Current apparatuses and methods of measuring ultrasound power from these devices can be time consuming (involving the time and high cost of skilled technicians), bulky (with limited or only partial portability), or not sufficiently accurate. Inaccuracy is particularly a problem when the ultrasound emitting head on the device to be measured has an array of transducers (either multiple individual transducers, or multiple transducer elements on a single transducer substrate) and/or complex shape or beam profiles. In some cases, the ultrasound can have diverging or converging beams, or both diverging and converging beams but in different planes, making the ultrasound power difficult to measure.
Currently the industry approach to determine the total emitted power of an ultrasound head is to use either a scanning technique with a calibrated hydrophone, a reactive force balance technique, or a thermoacoustic technique. Please see FIG. 1 for examples of these prior art devices. These existing apparatuses and techniques have certain limitations and disadvantages.
The hydrophone technique is very time consuming as it requires an accurate measurement of the ultrasound wave pressure in multiple points. Since both the ultrasonic beam from the transducer, and the receiving response of the hydrophone are strongly directional, alignment is crucial in the measurement procedure. In order to align the hydrophone properly, a suitable mount must be used. There are two types of hydrophones: needle and membrane. Membrane hydrophones should be clamped to the mount by their supporting ring with the front of the hydrophone (the side where the ring is almost flush with the membrane) nearest the transducer. Probes/needles should be clamped several centimeters back from the sensitive element. The hydrophone mount should have five degrees of freedom. It should be possible to move the hydrophone by translation in three orthogonal directions, one of which should be parallel to the direction of propagation of the ultrasound. It should also be possible to rotate and tilt the hydrophone, ideally with the axes of rotation and tilt passing through the active element.
The radiative force balance technique can provide accurate measurements for the transducer heads that emit ultrasound wave with low divergence (plane waves/parallel beam), however it can only measure power from a single transducer sitting flat and aligned on top of the cone target.
These balance instruments use a positioning clamp to hold the transducer in de-gassed water above a conical target.
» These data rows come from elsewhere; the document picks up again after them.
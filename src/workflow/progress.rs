use crate::error::WorkflowError;
use indicatif::{ProgressBar, ProgressStyle};
use std::fmt;
use std::sync::Mutex;
use std::time::Duration;

/// User-visible position of a step, e.g. `[2/3] approve USDC`.
#[derive(Debug, Clone, PartialEq, Eq)]
pub struct StepLabel {
    pub index: usize,
    pub total: usize,
    pub name: String,
}

impl fmt::Display for StepLabel {
    fn fmt(&self, f: &mut fmt::Formatter<'_>) -> fmt::Result {
        write!(f, "[{}/{}] {}", self.index, self.total, self.name)
    }
}

/// Receives step boundary notifications. Never affects control flow.
pub trait ProgressReporter: Send + Sync {
    fn start(&self, label: &StepLabel);
    fn succeed(&self, label: &StepLabel);
    fn fail(&self, label: &StepLabel, error: &WorkflowError);
    fn skip(&self, label: &StepLabel);
}

pub struct NoopReporter;

impl ProgressReporter for NoopReporter {
    fn start(&self, _label: &StepLabel) {}
    fn succeed(&self, _label: &StepLabel) {}
    fn fail(&self, _label: &StepLabel, _error: &WorkflowError) {}
    fn skip(&self, _label: &StepLabel) {}
}

/// Reports through `tracing`; used when stderr is not a terminal or with `--json`.
pub struct LogReporter;

impl ProgressReporter for LogReporter {
    fn start(&self, label: &StepLabel) {
        tracing::info!(step = %label, "step started");
    }

    fn succeed(&self, label: &StepLabel) {
        tracing::info!(step = %label, "step confirmed");
    }

    fn fail(&self, label: &StepLabel, error: &WorkflowError) {
        tracing::warn!(step = %label, error = %error, "step failed");
    }

    fn skip(&self, label: &StepLabel) {
        tracing::info!(step = %label, "step skipped");
    }
}

/// One terminal spinner per step.
#[derive(Default)]
pub struct SpinnerReporter {
    current: Mutex<Option<ProgressBar>>,
}

impl SpinnerReporter {
    fn finish(&self, message: String) {
        if let Some(pb) = self.current.lock().ok().and_then(|mut slot| slot.take()) {
            pb.finish_with_message(message);
        }
    }
}

impl ProgressReporter for SpinnerReporter {
    fn start(&self, label: &StepLabel) {
        let pb = ProgressBar::new_spinner();
        if let Ok(style) = ProgressStyle::default_spinner().template("{spinner:.green} {msg}") {
            pb.set_style(style);
        }
        pb.set_message(format!("{label} ..."));
        pb.enable_steady_tick(Duration::from_millis(120));
        if let Ok(mut slot) = self.current.lock() {
            *slot = Some(pb);
        }
    }

    fn succeed(&self, label: &StepLabel) {
        self.finish(format!("{label} done"));
    }

    fn fail(&self, label: &StepLabel, error: &WorkflowError) {
        self.finish(format!("{label} failed: {error}"));
    }

    fn skip(&self, label: &StepLabel) {
        let pb = ProgressBar::new_spinner();
        pb.finish_with_message(format!("{label} skipped"));
    }
}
The ultrasonic energy passes through the water, reflects from the target cone, and is then absorbed by the rubber lining. The radiant power is directly proportional to the total downward force on the target. This force is then transferred through the target support assembly to a digital scale that displays the power in watts of power or grams of force. These power meters however, cannot measure power from a non-planar transducer, non-planar arrays of transducers, or transducers emitting inside a cavity. There remains a need to provide apparatuses and methods for measuring and characterizing ultrasound, that can overcome the shortcomings of the prior art.